How Can Business Applications Cater to Multiple Devices?
While mobilizing business applications increases overall productivity, it can end up creating more work for IT departments that are already overburdened. By leveraging a mobile enterprise application platform (MEAP), IT departments can mobilize an existing business application, deploy it across multiple devices and cater to the unique look and feel of the device from which the app is accessed. This eliminates the need for IT departments to individually program for each device.
How Can We Mobilize Legacy Apps?
Legacy systems are often the most essential applications for conducting business, but the platforms on which these systems run are generally expensive and obsolete. This can make mobilizing these applications difficult and time-consuming. To combat this, businesses can deploy an integration platform that allows legacy systems to easily connect with other services through automated actions and adjust as needed as new applications are added.
Will Mobility Change the Work Experience?
Yes, transitioning from desktop computers to mobile devices will change the work experience. The attention span of mobile users is a fraction of the attention span of desktop users, so IT professionals should keep this in mind when mobilizing business applications. Keep users productive and engaged with mobilized versions that aren’t too complicated.
Will a BYOD Policy Save the Company Money?
With a shift toward BYOD, employees have the ability to complete their work from anywhere, at any time. This is especially true when companies provide access to mission-critical applications via mobile devices. This change in policy results in hours of work completed outside of the 9-to-5 workday.
How Can the Company Capitalize on Deploying Mobile Applications?

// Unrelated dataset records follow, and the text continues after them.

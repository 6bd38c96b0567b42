//! The request payload handed to a transport.

use serde_json::Map;
use serde_json::Value as JsonValue;
use url::form_urlencoded;

use super::Select;
use crate::error::Error;

/// One or more statements ready to be run.
///
/// A single statement is sent as plain FQL. Several named statements form a
/// multiquery, sent as a JSON object mapping each name to its statement.
#[derive(Debug, Clone, PartialEq)]
pub enum FqlQuery {
    /// A single statement.
    Single(Select),
    /// Named statements, in the order they were grouped.
    Multi(Vec<(String, Select)>),
}

impl FqlQuery {
    /// Returns `true` if this is a multiquery.
    pub fn is_multi(&self) -> bool {
        matches!(self, FqlQuery::Multi(_))
    }

    /// Returns the number of statements.
    pub fn len(&self) -> usize {
        match self {
            FqlQuery::Single(_) => 1,
            FqlQuery::Multi(queries) => queries.len(),
        }
    }

    /// Returns `true` if there are no statements.
    pub fn is_empty(&self) -> bool {
        self.len() == 0
    }

    /// Returns the names of a multiquery's statements.
    pub fn names(&self) -> Vec<&str> {
        match self {
            FqlQuery::Single(_) => Vec::new(),
            FqlQuery::Multi(queries) => queries.iter().map(|(name, _)| name.as_str()).collect(),
        }
    }

    /// Renders every statement, paired with its name for multiqueries.
    pub fn statements(&self) -> Result<Vec<(Option<&str>, String)>, Error> {
        match self {
            FqlQuery::Single(select) => Ok(vec![(None, select.to_fql()?)]),
            FqlQuery::Multi(queries) => queries
                .iter()
                .map(|(name, select)| -> Result<_, Error> {
                    Ok((Some(name.as_str()), select.to_fql()?))
                })
                .collect(),
        }
    }

    /// Renders the value of the `q` request parameter.
    pub fn to_param(&self) -> Result<String, Error> {
        match self {
            FqlQuery::Single(select) => Ok(select.to_fql()?),
            FqlQuery::Multi(queries) => {
                let mut object = Map::new();
                for (name, select) in queries {
                    object.insert(name.clone(), JsonValue::String(select.to_fql()?));
                }
                Ok(serde_json::to_string(&JsonValue::Object(object))?)
            }
        }
    }

    /// Renders `q=<value>` form-urlencoded, ready to append to a request URL.
    pub fn encode(&self) -> Result<String, Error> {
        let param = self.to_param()?;
        Ok(form_urlencoded::Serializer::new(String::new())
            .append_pair("q", &param)
            .finish())
    }
}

The concept of mobility is not just limited to the workplace and employees. Beyond the productivity benefits, mobility can also lead to new growth opportunities for businesses. For instance, the creation and deployment of branded apps leads to greater brand advocacy and, in some cases, creates a new revenue stream. A corporate app can prove extremely beneficial, especially if it’s approached in a similar way to the mobilization of internal business apps. For example, make sure that the app can be easily deployed across multiple devices, provides an intuitive experience for consumers, and reinforces the corporation’s messages and branding.
While BYOD seems to be an almost inevitable shift for businesses, the key is to ensure that the policies governing the switch to BYOD are effective. The purpose of implementing mobility in the workplace and the consumer market is to help the company grow, while simultaneously reinforcing its mission.